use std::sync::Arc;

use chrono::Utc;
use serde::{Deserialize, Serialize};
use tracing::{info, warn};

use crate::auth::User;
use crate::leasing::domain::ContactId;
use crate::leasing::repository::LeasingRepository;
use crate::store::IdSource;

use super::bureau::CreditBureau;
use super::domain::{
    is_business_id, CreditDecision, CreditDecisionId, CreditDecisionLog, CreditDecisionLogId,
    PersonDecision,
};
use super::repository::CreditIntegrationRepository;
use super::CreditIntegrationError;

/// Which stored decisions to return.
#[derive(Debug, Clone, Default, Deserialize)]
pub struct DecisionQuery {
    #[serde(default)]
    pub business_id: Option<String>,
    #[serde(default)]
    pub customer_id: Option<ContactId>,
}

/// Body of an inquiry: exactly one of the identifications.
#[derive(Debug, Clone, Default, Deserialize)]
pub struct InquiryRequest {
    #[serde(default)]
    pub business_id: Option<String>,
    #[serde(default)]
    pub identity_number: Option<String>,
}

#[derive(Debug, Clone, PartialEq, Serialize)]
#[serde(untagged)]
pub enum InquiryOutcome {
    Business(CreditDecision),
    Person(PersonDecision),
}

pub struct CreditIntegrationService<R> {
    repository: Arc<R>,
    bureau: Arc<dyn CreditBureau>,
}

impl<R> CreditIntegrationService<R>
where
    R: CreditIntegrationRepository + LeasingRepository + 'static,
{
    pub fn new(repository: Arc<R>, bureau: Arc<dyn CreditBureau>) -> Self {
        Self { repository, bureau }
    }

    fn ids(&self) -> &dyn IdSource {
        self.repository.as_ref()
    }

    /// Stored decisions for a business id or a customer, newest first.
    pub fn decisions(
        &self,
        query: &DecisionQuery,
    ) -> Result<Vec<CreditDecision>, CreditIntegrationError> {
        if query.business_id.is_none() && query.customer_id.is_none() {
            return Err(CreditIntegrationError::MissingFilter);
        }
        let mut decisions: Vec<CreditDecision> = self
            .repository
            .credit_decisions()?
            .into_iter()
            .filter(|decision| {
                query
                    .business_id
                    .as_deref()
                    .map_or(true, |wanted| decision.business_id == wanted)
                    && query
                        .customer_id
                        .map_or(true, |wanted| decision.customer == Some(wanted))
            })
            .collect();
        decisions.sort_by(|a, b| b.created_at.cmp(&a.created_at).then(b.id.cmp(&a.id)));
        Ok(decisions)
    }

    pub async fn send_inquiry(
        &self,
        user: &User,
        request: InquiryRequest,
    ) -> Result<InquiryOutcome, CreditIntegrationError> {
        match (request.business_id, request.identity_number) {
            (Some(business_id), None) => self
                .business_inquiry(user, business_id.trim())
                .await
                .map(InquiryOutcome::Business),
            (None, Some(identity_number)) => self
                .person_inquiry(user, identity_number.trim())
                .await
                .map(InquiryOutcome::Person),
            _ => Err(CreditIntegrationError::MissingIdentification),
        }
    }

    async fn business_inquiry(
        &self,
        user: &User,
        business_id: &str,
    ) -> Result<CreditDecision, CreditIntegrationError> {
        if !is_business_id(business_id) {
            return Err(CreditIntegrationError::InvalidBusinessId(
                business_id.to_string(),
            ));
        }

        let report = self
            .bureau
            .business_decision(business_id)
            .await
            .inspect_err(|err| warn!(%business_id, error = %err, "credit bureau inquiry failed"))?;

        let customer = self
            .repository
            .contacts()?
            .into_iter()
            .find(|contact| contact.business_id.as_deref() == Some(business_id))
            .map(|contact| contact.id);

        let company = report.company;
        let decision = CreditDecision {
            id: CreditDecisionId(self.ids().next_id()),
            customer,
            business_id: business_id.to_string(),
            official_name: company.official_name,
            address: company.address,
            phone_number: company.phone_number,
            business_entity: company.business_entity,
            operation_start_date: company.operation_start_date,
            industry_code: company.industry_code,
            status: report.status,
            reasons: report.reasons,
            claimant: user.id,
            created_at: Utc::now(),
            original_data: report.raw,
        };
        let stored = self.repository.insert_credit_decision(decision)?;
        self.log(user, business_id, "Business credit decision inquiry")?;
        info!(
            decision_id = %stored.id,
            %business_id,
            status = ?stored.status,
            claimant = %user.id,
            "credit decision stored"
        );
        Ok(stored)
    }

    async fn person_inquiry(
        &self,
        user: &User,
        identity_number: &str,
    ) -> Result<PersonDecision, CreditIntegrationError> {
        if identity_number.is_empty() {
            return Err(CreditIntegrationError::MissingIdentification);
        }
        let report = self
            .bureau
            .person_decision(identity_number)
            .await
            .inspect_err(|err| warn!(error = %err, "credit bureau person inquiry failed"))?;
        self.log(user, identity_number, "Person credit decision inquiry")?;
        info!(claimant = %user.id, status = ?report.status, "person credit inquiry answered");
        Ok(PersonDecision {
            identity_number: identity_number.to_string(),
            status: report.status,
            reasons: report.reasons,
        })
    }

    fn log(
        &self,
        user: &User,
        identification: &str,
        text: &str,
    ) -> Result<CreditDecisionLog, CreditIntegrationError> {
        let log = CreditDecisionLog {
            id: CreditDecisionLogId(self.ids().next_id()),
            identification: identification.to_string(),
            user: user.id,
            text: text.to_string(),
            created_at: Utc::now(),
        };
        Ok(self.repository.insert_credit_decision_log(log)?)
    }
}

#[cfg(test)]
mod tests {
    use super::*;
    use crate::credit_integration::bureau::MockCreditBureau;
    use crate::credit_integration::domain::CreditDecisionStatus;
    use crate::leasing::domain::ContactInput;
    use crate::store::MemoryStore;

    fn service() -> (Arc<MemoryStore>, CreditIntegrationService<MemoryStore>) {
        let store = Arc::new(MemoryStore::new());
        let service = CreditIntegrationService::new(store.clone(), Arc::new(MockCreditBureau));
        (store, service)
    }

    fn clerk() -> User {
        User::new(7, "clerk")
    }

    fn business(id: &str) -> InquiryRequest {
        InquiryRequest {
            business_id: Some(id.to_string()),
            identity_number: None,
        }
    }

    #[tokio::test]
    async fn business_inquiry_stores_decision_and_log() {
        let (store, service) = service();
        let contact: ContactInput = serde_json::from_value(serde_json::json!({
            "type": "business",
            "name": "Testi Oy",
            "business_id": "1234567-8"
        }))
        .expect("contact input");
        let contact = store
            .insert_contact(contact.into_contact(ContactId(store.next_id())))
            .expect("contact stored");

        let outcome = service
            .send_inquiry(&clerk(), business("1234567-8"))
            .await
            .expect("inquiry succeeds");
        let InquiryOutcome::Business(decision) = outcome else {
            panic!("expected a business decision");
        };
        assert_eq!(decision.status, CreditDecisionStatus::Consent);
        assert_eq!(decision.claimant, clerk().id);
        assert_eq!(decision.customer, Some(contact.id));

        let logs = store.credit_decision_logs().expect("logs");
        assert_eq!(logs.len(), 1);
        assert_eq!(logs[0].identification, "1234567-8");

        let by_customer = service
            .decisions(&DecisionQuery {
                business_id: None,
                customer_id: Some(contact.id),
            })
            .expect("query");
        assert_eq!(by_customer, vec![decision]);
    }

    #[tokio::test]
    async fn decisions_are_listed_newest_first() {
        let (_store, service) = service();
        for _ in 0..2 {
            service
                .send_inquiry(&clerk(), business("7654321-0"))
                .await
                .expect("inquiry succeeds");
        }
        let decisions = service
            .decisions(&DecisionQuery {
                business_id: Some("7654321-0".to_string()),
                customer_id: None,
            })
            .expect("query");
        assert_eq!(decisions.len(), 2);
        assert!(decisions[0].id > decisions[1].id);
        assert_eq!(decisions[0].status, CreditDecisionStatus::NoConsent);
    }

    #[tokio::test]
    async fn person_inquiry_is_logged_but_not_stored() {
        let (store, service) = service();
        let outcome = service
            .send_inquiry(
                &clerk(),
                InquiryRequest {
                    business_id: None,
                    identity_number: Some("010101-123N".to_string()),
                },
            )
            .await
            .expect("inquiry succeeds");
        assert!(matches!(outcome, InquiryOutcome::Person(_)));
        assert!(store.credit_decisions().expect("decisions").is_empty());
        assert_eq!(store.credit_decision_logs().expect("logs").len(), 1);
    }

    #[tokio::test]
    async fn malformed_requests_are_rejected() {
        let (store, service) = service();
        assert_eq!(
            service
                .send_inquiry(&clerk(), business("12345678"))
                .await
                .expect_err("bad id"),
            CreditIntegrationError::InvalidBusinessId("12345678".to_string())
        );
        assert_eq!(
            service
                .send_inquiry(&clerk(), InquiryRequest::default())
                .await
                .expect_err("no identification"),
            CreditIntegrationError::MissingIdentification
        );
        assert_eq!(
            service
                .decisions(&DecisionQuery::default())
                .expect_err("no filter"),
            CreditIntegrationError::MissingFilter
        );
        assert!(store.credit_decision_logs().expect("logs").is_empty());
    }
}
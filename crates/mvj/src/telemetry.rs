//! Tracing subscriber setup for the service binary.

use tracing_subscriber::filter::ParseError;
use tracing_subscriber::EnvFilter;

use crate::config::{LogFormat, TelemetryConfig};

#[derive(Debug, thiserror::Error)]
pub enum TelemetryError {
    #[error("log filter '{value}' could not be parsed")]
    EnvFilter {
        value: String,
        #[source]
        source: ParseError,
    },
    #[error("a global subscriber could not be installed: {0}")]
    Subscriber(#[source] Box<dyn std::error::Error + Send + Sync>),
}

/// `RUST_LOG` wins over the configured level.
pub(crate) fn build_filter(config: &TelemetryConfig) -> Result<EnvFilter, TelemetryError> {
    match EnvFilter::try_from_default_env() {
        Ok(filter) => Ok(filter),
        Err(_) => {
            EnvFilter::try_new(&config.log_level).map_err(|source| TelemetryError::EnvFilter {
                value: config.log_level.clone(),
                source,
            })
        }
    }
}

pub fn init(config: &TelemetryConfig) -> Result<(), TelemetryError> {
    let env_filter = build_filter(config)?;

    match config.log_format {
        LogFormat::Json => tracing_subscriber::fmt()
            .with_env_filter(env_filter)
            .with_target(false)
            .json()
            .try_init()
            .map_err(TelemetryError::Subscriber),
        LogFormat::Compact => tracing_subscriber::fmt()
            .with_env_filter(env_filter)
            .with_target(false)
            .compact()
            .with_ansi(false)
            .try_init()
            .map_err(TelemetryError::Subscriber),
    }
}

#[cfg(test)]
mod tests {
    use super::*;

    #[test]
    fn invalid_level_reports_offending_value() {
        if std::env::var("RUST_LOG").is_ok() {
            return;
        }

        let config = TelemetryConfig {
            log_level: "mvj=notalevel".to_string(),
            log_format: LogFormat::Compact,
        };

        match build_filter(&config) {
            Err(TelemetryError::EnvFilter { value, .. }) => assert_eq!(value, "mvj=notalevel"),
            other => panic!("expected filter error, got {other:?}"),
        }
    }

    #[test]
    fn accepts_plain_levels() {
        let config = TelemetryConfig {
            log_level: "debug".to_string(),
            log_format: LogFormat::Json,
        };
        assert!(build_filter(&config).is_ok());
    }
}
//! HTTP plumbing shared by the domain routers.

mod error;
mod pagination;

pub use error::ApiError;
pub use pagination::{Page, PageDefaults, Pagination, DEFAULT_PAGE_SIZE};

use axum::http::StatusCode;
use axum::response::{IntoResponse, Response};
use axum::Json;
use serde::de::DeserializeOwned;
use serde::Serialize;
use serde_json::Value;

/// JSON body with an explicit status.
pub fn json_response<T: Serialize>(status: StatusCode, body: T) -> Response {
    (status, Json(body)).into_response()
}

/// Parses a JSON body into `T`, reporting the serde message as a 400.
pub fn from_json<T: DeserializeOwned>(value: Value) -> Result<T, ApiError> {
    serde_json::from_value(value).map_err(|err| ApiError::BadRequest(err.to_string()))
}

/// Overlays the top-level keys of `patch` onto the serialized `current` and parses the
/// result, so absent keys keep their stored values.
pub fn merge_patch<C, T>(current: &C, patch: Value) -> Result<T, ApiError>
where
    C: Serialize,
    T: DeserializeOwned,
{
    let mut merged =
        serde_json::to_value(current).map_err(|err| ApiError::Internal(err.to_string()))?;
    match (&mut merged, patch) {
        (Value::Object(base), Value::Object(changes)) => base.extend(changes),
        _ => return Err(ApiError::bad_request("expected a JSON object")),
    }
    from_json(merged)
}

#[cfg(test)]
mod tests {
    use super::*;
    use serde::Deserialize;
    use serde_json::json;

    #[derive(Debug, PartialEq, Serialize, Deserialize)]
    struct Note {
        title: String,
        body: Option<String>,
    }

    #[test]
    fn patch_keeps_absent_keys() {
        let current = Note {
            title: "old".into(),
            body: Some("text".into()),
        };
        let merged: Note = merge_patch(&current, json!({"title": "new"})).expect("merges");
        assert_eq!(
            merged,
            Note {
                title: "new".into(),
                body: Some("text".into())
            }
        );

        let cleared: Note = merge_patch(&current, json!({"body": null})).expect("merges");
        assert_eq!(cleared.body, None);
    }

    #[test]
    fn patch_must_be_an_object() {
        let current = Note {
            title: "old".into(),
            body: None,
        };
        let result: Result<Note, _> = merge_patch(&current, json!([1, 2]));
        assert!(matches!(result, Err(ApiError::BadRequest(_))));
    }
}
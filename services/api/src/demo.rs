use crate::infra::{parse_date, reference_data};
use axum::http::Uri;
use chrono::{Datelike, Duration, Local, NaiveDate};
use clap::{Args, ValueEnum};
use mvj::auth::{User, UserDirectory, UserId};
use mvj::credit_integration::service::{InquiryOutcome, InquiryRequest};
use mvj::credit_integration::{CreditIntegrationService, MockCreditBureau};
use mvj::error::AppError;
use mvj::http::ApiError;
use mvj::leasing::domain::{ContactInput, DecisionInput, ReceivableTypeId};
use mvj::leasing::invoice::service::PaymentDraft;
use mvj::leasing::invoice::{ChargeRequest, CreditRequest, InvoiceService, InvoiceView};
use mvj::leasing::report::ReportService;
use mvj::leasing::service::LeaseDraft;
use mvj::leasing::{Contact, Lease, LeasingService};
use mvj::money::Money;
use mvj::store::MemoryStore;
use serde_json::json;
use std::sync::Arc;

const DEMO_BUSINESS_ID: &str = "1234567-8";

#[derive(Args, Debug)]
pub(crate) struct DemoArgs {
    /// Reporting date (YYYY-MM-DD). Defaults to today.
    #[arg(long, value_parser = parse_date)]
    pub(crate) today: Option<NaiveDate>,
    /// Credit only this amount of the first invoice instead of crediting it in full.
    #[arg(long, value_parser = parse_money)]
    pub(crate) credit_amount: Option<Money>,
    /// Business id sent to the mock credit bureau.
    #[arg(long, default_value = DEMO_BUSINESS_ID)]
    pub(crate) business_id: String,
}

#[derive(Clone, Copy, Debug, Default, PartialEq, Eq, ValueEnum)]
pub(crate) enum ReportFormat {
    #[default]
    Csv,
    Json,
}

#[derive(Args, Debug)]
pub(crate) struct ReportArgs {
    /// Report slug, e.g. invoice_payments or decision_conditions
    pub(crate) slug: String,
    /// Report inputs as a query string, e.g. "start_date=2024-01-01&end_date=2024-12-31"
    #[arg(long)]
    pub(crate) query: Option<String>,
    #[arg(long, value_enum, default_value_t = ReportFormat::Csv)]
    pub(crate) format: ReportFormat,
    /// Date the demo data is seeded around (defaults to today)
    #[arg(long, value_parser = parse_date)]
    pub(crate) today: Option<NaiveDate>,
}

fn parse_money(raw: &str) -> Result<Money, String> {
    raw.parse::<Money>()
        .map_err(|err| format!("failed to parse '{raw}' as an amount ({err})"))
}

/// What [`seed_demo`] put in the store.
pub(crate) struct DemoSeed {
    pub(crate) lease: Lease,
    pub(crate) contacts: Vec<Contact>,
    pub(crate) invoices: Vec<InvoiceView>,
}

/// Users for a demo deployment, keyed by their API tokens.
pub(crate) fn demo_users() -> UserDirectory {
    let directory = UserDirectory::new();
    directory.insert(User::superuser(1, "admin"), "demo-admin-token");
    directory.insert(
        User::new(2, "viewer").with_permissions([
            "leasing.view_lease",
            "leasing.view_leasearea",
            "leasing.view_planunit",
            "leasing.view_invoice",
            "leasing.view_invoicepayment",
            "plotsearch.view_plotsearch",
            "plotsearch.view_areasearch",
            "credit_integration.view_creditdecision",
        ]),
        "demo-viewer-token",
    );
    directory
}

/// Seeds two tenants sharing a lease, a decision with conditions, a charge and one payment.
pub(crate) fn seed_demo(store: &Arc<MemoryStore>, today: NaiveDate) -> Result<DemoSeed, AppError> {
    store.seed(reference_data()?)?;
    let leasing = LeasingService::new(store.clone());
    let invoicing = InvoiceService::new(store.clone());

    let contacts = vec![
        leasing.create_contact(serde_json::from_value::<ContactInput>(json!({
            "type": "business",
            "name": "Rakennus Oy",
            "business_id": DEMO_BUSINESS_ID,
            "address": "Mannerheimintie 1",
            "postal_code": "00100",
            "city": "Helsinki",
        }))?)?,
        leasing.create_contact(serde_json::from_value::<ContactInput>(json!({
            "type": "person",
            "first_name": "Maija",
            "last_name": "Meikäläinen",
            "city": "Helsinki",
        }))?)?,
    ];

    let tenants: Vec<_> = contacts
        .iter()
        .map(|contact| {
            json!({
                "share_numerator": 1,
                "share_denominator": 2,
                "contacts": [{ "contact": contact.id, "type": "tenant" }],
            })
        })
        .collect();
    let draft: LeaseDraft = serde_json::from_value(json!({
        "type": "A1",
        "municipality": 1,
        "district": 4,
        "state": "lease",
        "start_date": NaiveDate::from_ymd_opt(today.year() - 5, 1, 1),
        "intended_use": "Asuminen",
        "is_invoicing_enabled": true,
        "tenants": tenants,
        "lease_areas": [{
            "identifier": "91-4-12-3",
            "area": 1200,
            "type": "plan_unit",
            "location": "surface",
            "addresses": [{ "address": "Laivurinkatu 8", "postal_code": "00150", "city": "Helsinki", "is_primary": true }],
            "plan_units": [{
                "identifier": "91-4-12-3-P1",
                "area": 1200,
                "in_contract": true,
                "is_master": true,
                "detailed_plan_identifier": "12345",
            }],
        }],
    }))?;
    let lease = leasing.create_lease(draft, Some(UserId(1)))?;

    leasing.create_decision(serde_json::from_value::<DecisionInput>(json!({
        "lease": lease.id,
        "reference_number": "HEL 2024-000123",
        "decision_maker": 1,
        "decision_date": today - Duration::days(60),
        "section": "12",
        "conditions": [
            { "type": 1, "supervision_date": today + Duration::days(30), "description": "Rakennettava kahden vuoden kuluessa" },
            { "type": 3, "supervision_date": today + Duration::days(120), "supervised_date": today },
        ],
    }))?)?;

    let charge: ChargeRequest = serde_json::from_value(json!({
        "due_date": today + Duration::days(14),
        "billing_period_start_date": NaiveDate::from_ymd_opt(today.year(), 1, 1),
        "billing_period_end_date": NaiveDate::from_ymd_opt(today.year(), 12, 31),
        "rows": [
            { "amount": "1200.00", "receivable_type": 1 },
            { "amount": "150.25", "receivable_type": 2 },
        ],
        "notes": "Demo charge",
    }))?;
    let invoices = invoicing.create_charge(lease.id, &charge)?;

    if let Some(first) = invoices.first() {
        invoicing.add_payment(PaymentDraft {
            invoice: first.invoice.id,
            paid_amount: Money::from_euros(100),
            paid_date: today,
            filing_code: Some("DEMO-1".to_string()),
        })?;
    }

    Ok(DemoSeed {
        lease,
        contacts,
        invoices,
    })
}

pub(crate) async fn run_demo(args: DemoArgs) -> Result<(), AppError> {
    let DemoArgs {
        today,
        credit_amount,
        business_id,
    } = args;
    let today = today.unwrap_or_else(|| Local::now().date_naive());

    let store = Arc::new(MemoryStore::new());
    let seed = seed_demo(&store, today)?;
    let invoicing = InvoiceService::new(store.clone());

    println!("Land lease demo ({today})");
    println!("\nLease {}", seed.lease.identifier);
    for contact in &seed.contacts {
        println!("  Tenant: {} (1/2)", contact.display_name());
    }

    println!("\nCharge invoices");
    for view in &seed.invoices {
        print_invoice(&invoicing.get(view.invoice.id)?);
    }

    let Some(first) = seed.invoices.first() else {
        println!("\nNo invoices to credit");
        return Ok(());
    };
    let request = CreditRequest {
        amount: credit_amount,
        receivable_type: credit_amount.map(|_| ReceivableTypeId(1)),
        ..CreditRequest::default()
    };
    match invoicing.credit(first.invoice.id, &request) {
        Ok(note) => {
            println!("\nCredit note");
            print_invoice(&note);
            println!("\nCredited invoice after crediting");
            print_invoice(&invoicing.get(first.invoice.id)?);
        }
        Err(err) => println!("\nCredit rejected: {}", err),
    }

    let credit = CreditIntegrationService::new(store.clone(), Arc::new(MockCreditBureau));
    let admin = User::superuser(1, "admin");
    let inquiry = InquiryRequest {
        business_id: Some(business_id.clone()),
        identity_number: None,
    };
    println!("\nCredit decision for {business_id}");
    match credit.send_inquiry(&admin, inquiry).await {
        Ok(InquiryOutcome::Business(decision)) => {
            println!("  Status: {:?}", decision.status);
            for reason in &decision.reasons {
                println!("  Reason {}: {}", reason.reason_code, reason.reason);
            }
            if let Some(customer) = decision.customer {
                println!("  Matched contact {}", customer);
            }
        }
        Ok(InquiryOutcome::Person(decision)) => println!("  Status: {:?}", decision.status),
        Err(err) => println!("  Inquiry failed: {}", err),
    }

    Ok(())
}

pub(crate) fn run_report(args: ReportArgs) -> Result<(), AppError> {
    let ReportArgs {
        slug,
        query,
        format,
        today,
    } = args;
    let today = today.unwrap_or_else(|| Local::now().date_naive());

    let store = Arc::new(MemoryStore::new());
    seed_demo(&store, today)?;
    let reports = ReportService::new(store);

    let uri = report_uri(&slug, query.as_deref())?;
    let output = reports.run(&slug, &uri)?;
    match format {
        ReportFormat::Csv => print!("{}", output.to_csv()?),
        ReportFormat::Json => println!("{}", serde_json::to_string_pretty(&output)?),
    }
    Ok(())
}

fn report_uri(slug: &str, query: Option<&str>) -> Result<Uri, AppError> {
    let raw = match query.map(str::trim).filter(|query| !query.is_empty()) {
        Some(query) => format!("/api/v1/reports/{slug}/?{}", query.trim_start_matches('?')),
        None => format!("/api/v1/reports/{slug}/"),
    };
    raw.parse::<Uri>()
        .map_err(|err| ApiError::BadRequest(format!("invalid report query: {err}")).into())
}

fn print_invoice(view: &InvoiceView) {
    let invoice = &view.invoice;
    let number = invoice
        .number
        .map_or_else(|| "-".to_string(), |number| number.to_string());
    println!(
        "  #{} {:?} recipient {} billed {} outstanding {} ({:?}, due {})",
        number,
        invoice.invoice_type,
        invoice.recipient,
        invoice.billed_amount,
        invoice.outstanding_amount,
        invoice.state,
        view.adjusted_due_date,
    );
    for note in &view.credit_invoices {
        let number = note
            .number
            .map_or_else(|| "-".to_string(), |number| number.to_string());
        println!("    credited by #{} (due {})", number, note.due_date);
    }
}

======

Prompt>
In the entries above, find each line containing the string "DecisionInput" and copy it.

Answer for the task>
use mvj::leasing::domain::{ContactInput, DecisionInput, ReceivableTypeId};
    leasing.create_decision(serde_json::from_value::<DecisionInput>(json!({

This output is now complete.